● **ACTIVITY**
For the word "flag", find each line in the entries where it occurs and copy that line.

● **DATA FOR THIS EXERCISE**
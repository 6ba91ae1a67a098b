use std::collections::BTreeMap;
use std::path::{Path, PathBuf};
use std::process::Output;
use std::sync::Mutex;
use std::time::Duration;

use dvr_engine::cmd::CommandRunError;
use dvr_engine::config::RecorderSettings;
use dvr_engine::epg;
use dvr_engine::invocation::{CaptureJob, QualityProfile};
use dvr_engine::paths::AppPaths;
use dvr_engine::scheduler::{self, SchedulerGateway, TaskCommandRunner};
use dvr_engine::series::{self, SeriesRequest};
use dvr_engine::window;

const ENGINE: &str = "C:/FFmpeg/bin/ffmpeg.exe";
const STREAM: &str = "http://iptv.example/live/user/pass/7.ts";

#[cfg(unix)]
fn exit_status(code: i32) -> std::process::ExitStatus {
    use std::os::unix::process::ExitStatusExt;
    std::process::ExitStatus::from_raw(code << 8)
}

#[cfg(windows)]
fn exit_status(code: i32) -> std::process::ExitStatus {
    use std::os::windows::process::ExitStatusExt;
    std::process::ExitStatus::from_raw(code as u32)
}

fn output(code: i32, stdout: &str, stderr: &str) -> Output {
    Output {
        status: exit_status(code),
        stdout: stdout.as_bytes().to_vec(),
        stderr: stderr.as_bytes().to_vec(),
    }
}

/// In-memory task store speaking the scheduler's command-line dialect.
/// Deleting a name in `locked` fails the way an access-denied task does.
#[derive(Default)]
struct MemoryScheduler {
    tasks: Mutex<BTreeMap<String, String>>,
    locked: Vec<String>,
}

impl MemoryScheduler {
    fn value_after(args: &[String], flag: &str) -> String {
        args.iter()
            .position(|a| a == flag)
            .and_then(|i| args.get(i + 1))
            .cloned()
            .unwrap_or_default()
    }

    fn listing(&self) -> String {
        let tasks = self.tasks.lock().expect("tasks lock");
        let mut csv = String::from(
            "\"HostName\",\"TaskName\",\"Next Run Time\",\"Status\",\"Schedule Type\"\r\n",
        );
        csv.push_str("\"PC\",\"\\Microsoft\\Windows\\Defrag\",\"N/A\",\"Ready\",\"Weekly\"\r\n");
        for name in tasks.keys() {
            csv.push_str(&format!(
                "\"PC\",\"\\{name}\",\"1/1/2030 8:00:00 PM\",\"Ready\",\"One Time Only\"\r\n"
            ));
        }
        csv
    }
}

impl TaskCommandRunner for MemoryScheduler {
    fn run(&self, args: &[String], _timeout: Duration) -> Result<Output, CommandRunError> {
        let verb = args.first().map(String::as_str).unwrap_or_default();
        let name = Self::value_after(args, "/TN");
        let out = match verb {
            "/Create" => {
                let action = Self::value_after(args, "/TR").trim_matches('"').to_string();
                self.tasks
                    .lock()
                    .expect("tasks lock")
                    .insert(name, action);
                output(0, "SUCCESS: The scheduled task has been created.", "")
            }
            "/Query" if args.iter().any(|a| a == "/XML") => {
                match self.tasks.lock().expect("tasks lock").get(&name) {
                    Some(action) => output(
                        0,
                        &format!("<Task><Actions><Exec><Command>{action}</Command></Exec></Actions></Task>"),
                        "",
                    ),
                    None => output(1, "", "ERROR: The system cannot find the file specified."),
                }
            }
            "/Query" => output(0, &self.listing(), ""),
            "/Delete" if self.locked.contains(&name) => {
                output(1, "", "ERROR: Access is denied.")
            }
            "/Delete" => match self.tasks.lock().expect("tasks lock").remove(&name) {
                Some(_) => output(0, "SUCCESS", ""),
                None => output(1, "", "ERROR: The system cannot find the file specified."),
            },
            _ => output(2, "", "ERROR: Invalid argument/option"),
        };
        Ok(out)
    }
}

const GUIDE: &str = r#"<?xml version="1.0" encoding="UTF-8"?>
<tv>
  <channel id="news.example"><display-name>Example News</display-name></channel>
  <programme start="20300101200000 +0000" stop="20300101203000 +0000" channel="news.example">
    <title>Evening Roundup</title>
  </programme>
  <programme start="20300102200000 +0000" stop="20300102203000 +0000" channel="news.example">
    <title>Evening Roundup</title>
    <desc>Late edition &amp; weather</desc>
  </programme>
  <programme start="20300102210000 +0000" stop="20300102220000 +0000" channel="news.example">
    <title>Film Night</title>
  </programme>
</tv>"#;

fn stamp(raw: &str) -> chrono::NaiveDateTime {
    epg::parse_xmltv_time(raw).expect("xmltv time")
}

#[test]
fn schedule_list_group_and_cancel() {
    let dir = tempfile::tempdir().expect("tempdir");
    let paths = AppPaths::new(dir.path().to_path_buf());
    let runner = MemoryScheduler {
        locked: Vec::new(),
        ..Default::default()
    };
    let gateway = SchedulerGateway::new(runner, paths.clone());
    let engine = Path::new(ENGINE);
    let out_dir = PathBuf::from("D:/DVR");

    // One-off recording.
    let now = stamp("20300101120000 +0000");
    let resolved =
        window::resolve_at(now, "", "23:30", "45m", Some(5), Some(2)).expect("resolve");
    let job = CaptureJob::from_window(
        STREAM,
        out_dir.join("Late_Movie.mp4"),
        &resolved,
        QualityProfile::TranscodeMedium,
        true,
    );
    let one_off = gateway.create_one_time(&job, engine).expect("create one-time");
    assert_eq!(one_off.name, "IPTV_DVR_Late_Movie_mp4");
    assert!(one_off.wrapper_path.is_file());

    // Series from the guide.
    let (channels, programmes) = epg::parse_xmltv(GUIDE);
    assert_eq!(channels[0].display_name(), "Example News");
    let airings = epg::search_airings(&programmes, "evening roundup", now, None);
    assert_eq!(airings.len(), 2);

    let request = SeriesRequest {
        show: "Evening Roundup".to_string(),
        channel_url: STREAM.to_string(),
        out_dir: out_dir.clone(),
        settings: RecorderSettings::default(),
    };
    let report = series::subscribe(&gateway, engine, &request, &airings, now);
    assert_eq!(report.scheduled.len(), 2);
    assert!(report.failures.is_empty());
    assert_eq!(report.summary(), "Scheduled 2 recording(s).");

    let expected_first = scheduler::series_task_name("Evening Roundup", airings[0].start);
    let expected_second = scheduler::series_task_name("Evening Roundup", airings[1].start);

    // Listing shows only our tasks, sorted.
    let tasks = gateway.query_all(None).expect("query all");
    let names: Vec<&str> = tasks.iter().map(|t| t.name.as_str()).collect();
    assert_eq!(
        names,
        vec![
            "IPTV_DVR_Late_Movie_mp4",
            expected_first.as_str(),
            expected_second.as_str()
        ]
    );
    let filtered = gateway.query_all(Some("late_movie")).expect("filtered");
    assert_eq!(filtered.len(), 1);

    // Details come back out of the wrapper script.
    let detail = gateway.query_one(&one_off.name).expect("query one");
    assert_eq!(detail.invocation.source_url, STREAM);
    assert_eq!(detail.invocation.duration_seconds, job.duration_seconds);
    assert_eq!(
        detail.invocation.quality_profile,
        Some(QualityProfile::TranscodeMedium)
    );
    assert!(detail.invocation.crash_safe);
    assert_eq!(detail.engine_path(), PathBuf::from(ENGINE));

    // Grouping.
    let groups = series::groups(&tasks);
    assert_eq!(groups.len(), 1);
    assert_eq!(groups[0].show(), "Evening_Roundup");
    let group = series::group_of(&expected_second, &tasks).expect("group");
    assert_eq!(
        group.member_names(),
        vec![expected_first.clone(), expected_second.clone()]
    );
    assert!(series::group_of(&one_off.name, &tasks).is_none());

    // Cancel the whole group.
    let report = gateway.delete_batch(&group.member_names());
    assert!(report.all_succeeded());
    let remaining = gateway.query_all(None).expect("query after delete");
    assert_eq!(remaining.len(), 1);
    assert_eq!(remaining[0].name, one_off.name);
    assert!(!paths.task_wrapper_path(&expected_first).exists());
}

#[test]
fn batch_cancel_reports_partial_failure() {
    let dir = tempfile::tempdir().expect("tempdir");
    let paths = AppPaths::new(dir.path().to_path_buf());
    let runner = MemoryScheduler {
        locked: vec!["IPTV_DVR_b_mp4".to_string()],
        ..Default::default()
    };
    let gateway = SchedulerGateway::new(runner, paths);
    let now = stamp("20300101120000 +0000");
    let resolved = window::resolve_at(now, "", "22:00", "1h", None, None).expect("resolve");
    for file in ["a.mp4", "b.mp4", "c.mp4"] {
        let job = CaptureJob::from_window(
            STREAM,
            PathBuf::from("D:/DVR").join(file),
            &resolved,
            QualityProfile::Copy,
            false,
        );
        gateway
            .create_one_time(&job, Path::new(ENGINE))
            .expect("create");
    }

    let names: Vec<String> = gateway
        .query_all(None)
        .expect("query all")
        .into_iter()
        .map(|t| t.name)
        .collect();
    assert_eq!(names.len(), 3);

    let report = gateway.delete_batch(&names);
    assert!(!report.all_succeeded());
    assert_eq!(report.successes.len(), 2);
    assert_eq!(report.failures.len(), 1);
    assert_eq!(report.failures[0].name, "IPTV_DVR_b_mp4");
    assert!(report.failures[0].error.contains("Access is denied"));
    assert_eq!(report.summary(), "Deleted 2 task(s). 1 failed.");

    let left = gateway.query_all(None).expect("query after delete");
    assert_eq!(left.len(), 1);
    assert_eq!(left[0].name, "IPTV_DVR_b_mp4");
}
impl<R: TaskCommandRunner> SchedulerGateway<R> {
    pub fn new(runner: R, paths: AppPaths) -> Self {
        Self {
            runner,
            paths,
            log: None,
        }
    }

    pub fn with_log(mut self, log: EventLog) -> Self {
        self.log = Some(log);
        self
    }

    pub fn runner(&self) -> &R {
        &self.runner
    }

    pub fn paths(&self) -> &AppPaths {
        &self.paths
    }

    /// Writes the wrapper script for `job` and registers it under
    /// `task_name`, overwriting any task of the same name.
    pub fn create(
        &self,
        job: &CaptureJob,
        recurrence: Recurrence,
        task_name: &str,
        engine_path: &Path,
    ) -> Result<TaskRef> {
        let invocation = invocation::build_for_job(engine_path, job);
        let wrapper_path = self.paths.task_wrapper_path(task_name);
        if let Some(parent) = wrapper_path.parent() {
            std::fs::create_dir_all(parent)?;
        }
        std::fs::write(&wrapper_path, invocation.wrapper_script())?;

        let trigger_date = job.start_at.format("%m/%d/%Y").to_string();
        let trigger_time = job.start_at.format("%H:%M").to_string();

        let mut args: Vec<String> = vec!["/Create".into(), "/SC".into()];
        match recurrence {
            Recurrence::Once => args.push("ONCE".into()),
            Recurrence::Weekly(day) => {
                args.push("WEEKLY".into());
                args.push("/D".into());
                args.push(weekday_code(day).into());
            }
        }
        args.extend([
            "/TN".to_string(),
            task_name.to_string(),
            "/TR".to_string(),
            task_run_target(&wrapper_path),
            "/ST".to_string(),
            trigger_time.clone(),
            "/SD".to_string(),
            trigger_date.clone(),
            "/F".to_string(),
        ]);

        match self.run(&args, CREATE_TIMEOUT) {
            Ok(_) => {
                logs::emit(
                    self.log.as_ref(),
                    Level::Info,
                    "task_created",
                    serde_json::json!({
                        "name": task_name,
                        "recurrence": recurrence.label(),
                        "date": trigger_date,
                        "time": trigger_time,
                        "duration_seconds": job.duration_seconds,
                        "output_path": job.output_path.to_string_lossy(),
                    }),
                );
                Ok(TaskRef {
                    name: task_name.to_string(),
                    wrapper_path,
                    trigger_date,
                    trigger_time,
                })
            }
            Err(err) => {
                let _ = std::fs::remove_file(&wrapper_path);
                logs::emit(
                    self.log.as_ref(),
                    Level::Error,
                    "task_create_failed",
                    serde_json::json!({ "name": task_name, "error": err.to_string() }),
                );
                Err(err)
            }
        }
    }

    /// Registers a one-time task named after the job's output file.
    pub fn create_one_time(&self, job: &CaptureJob, engine_path: &Path) -> Result<TaskRef> {
        let file_name = job
            .output_path
            .file_name()
            .map(|n| n.to_string_lossy().to_string())
            .unwrap_or_default();
        let name = one_time_task_name(&file_name);
        self.create(job, Recurrence::Once, &name, engine_path)
    }

    /// Tasks carrying the system prefix, sorted by name. `name_filter`
    /// narrows further by case-insensitive substring.
    pub fn query_all(&self, name_filter: Option<&str>) -> Result<Vec<ScheduledTask>> {
        let args: Vec<String> = ["/Query", "/FO", "CSV", "/V"]
            .into_iter()
            .map(String::from)
            .collect();
        let output = self.run(&args, QUERY_ALL_TIMEOUT).map_err(|err| {
            logs::emit(
                self.log.as_ref(),
                Level::Warn,
                "task_query_failed",
                serde_json::json!({ "error": err.to_string() }),
            );
            err
        })?;

        let text = decode_output(&output.stdout);
        let filter = name_filter
            .map(|f| f.trim().to_ascii_lowercase())
            .filter(|f| !f.is_empty());

        let mut tasks: Vec<ScheduledTask> = parse_task_csv(&text)?
            .into_iter()
            .filter(|t| t.name.starts_with(TASK_PREFIX))
            .filter(|t| match &filter {
                Some(f) => t.name.to_ascii_lowercase().contains(f.as_str()),
                None => true,
            })
            .collect();
        tasks.sort_by(|a, b| a.name.cmp(&b.name));
        tasks.dedup_by(|a, b| a.name == b.name);
        Ok(tasks)
    }

    pub fn query_one(&self, name: &str) -> Result<TaskDetail> {
        let args: Vec<String> = vec!["/Query".into(), "/TN".into(), name.into(), "/XML".into()];
        let output = self.run(&args, QUERY_ONE_TIMEOUT)?;
        let xml = decode_output(&output.stdout);
        let (command, arguments) = parse_task_xml(&xml)?;

        let command_line = match read_wrapper_command_line(Path::new(&command)) {
            Some(line) => line,
            None if arguments.is_empty() => format!("\"{command}\""),
            None => format!("\"{command}\" {arguments}"),
        };
        let invocation = invocation::recover(&command_line)?;
        Ok(TaskDetail {
            name: name.to_string(),
            command_line,
            invocation,
        })
    }

    pub fn delete(&self, name: &str) -> Result<()> {
        let args: Vec<String> = vec!["/Delete".into(), "/TN".into(), name.into(), "/F".into()];
        match self.run(&args, DELETE_TIMEOUT) {
            Ok(_) => {
                let _ = std::fs::remove_file(self.paths.task_wrapper_path(name));
                logs::emit(
                    self.log.as_ref(),
                    Level::Info,
                    "task_deleted",
                    serde_json::json!({ "name": name }),
                );
                Ok(())
            }
            Err(err) => {
                logs::emit(
                    self.log.as_ref(),
                    Level::Warn,
                    "task_delete_failed",
                    serde_json::json!({ "name": name, "error": err.to_string() }),
                );
                Err(err)
            }
        }
    }

    /// Deletes each name in turn; one failure does not stop the rest.
    pub fn delete_batch(&self, names: &[String]) -> DeleteReport {
        let mut report = DeleteReport::default();
        for name in names {
            match self.delete(name) {
                Ok(()) => report.successes.push(name.clone()),
                Err(err) => report.failures.push(TaskFailure {
                    name: name.clone(),
                    error: err.to_string(),
                }),
            }
        }
        report
    }

    fn run(&self, args: &[String], timeout: Duration) -> Result<Output> {
        match self.runner.run(args, timeout) {
            Ok(output) if output.status.success() => Ok(output),
            Ok(output) => Err(DvrError::SchedulerNonZeroExit {
                code: output.status.code(),
                stdout: decode_output(&output.stdout).trim().to_string(),
                stderr: decode_output(&output.stderr).trim().to_string(),
            }),
            Err(CommandRunError::TimedOut(secs)) => Err(DvrError::SchedulerTimeout {
                command: format!("schtasks {}", args.join(" ")),
                timeout_secs: secs,
            }),
            Err(CommandRunError::Spawn(e)) if e.kind() == std::io::ErrorKind::NotFound => {
                Err(DvrError::ExternalToolMissing {
                    tool: "schtasks".to_string(),
                })
            }
            Err(CommandRunError::Spawn(e)) | Err(CommandRunError::Wait(e)) => Err(DvrError::Io(e)),
        }
    }
}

● **SOLUTION BELOW**
    fn value_after(args: &[String], flag: &str) -> String {
            .position(|a| a == flag)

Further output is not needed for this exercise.